WHAT IS REQUIRED: Go through the material underneath and show every line where the string "while" occurs.

EXTRACTED ENTRIES:
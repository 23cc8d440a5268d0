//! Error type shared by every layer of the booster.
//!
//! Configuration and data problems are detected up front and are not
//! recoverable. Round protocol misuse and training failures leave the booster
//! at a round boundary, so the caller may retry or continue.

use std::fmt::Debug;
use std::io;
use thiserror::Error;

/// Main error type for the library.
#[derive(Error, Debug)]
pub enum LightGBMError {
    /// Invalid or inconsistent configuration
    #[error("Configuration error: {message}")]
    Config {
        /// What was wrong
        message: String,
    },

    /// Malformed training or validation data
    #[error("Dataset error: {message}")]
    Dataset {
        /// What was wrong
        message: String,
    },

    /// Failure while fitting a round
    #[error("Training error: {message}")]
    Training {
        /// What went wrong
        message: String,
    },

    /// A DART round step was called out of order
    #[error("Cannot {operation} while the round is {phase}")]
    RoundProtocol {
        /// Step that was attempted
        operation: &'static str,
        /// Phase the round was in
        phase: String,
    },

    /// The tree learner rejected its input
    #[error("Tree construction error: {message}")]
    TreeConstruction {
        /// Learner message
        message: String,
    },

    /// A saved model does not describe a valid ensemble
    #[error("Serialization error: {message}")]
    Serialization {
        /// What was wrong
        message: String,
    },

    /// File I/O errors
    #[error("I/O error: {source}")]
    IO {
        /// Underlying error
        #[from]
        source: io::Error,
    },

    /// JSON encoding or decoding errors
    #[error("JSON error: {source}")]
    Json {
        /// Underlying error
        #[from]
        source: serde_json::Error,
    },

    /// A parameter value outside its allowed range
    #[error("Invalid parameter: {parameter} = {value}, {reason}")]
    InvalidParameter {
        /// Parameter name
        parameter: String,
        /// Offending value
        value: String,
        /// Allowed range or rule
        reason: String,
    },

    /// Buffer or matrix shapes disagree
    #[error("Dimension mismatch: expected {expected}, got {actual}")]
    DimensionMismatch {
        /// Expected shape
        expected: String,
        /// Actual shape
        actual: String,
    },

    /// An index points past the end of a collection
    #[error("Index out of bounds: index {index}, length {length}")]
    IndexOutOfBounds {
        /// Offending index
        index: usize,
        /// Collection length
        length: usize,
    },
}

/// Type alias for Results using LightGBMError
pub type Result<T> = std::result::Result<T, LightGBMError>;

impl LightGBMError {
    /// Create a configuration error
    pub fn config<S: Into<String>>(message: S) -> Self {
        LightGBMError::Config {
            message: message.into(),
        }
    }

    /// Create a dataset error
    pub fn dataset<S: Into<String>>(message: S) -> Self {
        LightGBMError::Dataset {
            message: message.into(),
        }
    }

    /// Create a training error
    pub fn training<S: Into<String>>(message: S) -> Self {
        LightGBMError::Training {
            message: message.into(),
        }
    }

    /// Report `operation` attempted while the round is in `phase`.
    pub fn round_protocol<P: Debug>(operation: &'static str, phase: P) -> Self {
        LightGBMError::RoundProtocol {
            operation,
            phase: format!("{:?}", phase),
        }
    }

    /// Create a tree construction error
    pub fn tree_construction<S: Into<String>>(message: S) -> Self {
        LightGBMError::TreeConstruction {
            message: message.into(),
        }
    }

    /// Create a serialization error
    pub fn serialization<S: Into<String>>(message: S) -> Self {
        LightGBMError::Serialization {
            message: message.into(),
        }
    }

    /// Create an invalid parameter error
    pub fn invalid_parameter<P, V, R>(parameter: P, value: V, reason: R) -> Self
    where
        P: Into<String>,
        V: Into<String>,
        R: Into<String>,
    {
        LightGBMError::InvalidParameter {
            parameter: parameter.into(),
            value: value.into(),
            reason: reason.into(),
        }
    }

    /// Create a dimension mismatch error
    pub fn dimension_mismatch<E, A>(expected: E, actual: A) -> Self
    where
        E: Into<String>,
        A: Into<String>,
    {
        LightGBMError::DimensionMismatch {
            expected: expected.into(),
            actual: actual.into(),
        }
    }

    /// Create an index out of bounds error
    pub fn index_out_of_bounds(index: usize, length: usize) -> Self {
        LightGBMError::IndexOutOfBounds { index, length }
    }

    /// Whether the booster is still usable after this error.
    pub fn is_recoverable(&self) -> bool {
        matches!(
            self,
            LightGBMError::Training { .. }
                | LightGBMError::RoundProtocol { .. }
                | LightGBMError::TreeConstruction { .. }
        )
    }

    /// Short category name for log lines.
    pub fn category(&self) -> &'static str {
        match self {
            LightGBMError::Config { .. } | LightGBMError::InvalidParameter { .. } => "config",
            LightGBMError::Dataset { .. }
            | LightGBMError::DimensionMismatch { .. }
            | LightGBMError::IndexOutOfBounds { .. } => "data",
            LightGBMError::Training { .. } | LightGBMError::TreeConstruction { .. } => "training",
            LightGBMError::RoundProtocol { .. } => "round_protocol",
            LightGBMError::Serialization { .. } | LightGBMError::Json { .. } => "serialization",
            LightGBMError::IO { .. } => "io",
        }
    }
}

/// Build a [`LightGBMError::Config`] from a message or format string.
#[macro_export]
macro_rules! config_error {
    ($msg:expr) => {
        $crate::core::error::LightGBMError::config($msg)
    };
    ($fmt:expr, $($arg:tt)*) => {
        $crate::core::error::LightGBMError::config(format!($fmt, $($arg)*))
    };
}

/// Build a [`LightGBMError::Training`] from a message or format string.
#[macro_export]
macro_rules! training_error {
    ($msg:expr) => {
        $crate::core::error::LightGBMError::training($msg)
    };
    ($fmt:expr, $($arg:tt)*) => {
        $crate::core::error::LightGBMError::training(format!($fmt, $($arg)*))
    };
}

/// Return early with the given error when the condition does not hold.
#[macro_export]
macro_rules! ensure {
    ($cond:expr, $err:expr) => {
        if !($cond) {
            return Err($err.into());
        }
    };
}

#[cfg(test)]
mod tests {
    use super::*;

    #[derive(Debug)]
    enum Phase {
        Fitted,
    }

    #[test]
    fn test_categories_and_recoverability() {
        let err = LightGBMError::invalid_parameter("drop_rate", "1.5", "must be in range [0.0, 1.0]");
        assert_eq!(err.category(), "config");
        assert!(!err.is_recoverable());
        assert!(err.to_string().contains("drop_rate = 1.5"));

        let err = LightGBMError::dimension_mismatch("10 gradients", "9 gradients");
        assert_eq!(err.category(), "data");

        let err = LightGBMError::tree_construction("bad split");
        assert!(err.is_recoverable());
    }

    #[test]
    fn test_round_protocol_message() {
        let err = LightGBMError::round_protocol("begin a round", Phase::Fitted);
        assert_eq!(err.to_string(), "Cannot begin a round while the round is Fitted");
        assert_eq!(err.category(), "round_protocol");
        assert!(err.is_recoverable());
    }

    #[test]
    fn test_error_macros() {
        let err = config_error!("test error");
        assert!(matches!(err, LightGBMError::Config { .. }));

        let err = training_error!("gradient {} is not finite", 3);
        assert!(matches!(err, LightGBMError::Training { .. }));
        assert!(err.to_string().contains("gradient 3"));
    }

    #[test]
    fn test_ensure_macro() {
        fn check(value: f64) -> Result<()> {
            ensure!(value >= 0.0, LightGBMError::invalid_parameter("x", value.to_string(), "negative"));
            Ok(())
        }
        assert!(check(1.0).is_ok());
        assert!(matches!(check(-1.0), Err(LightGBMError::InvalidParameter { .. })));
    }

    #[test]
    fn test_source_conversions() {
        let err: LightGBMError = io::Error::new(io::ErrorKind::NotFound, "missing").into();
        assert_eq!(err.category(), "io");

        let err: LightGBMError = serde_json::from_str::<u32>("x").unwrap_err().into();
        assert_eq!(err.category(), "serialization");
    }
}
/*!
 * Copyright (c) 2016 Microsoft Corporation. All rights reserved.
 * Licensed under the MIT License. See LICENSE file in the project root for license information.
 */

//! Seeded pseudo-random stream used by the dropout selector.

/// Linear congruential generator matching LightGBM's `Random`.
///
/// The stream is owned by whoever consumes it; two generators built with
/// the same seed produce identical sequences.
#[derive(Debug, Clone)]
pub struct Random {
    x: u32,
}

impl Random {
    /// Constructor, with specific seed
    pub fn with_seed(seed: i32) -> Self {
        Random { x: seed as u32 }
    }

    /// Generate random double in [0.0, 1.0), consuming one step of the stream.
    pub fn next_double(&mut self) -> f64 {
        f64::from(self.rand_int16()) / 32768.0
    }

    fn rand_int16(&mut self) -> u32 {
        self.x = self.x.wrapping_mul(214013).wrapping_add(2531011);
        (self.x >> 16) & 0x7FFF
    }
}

ANSWER TO THE EXERCISE:
    /// Failure while fitting a round
    #[error("Cannot {operation} while the round is {phase}")]
    /// Report `operation` attempted while the round is in `phase`.
        assert_eq!(err.to_string(), "Cannot begin a round while the round is Fitted");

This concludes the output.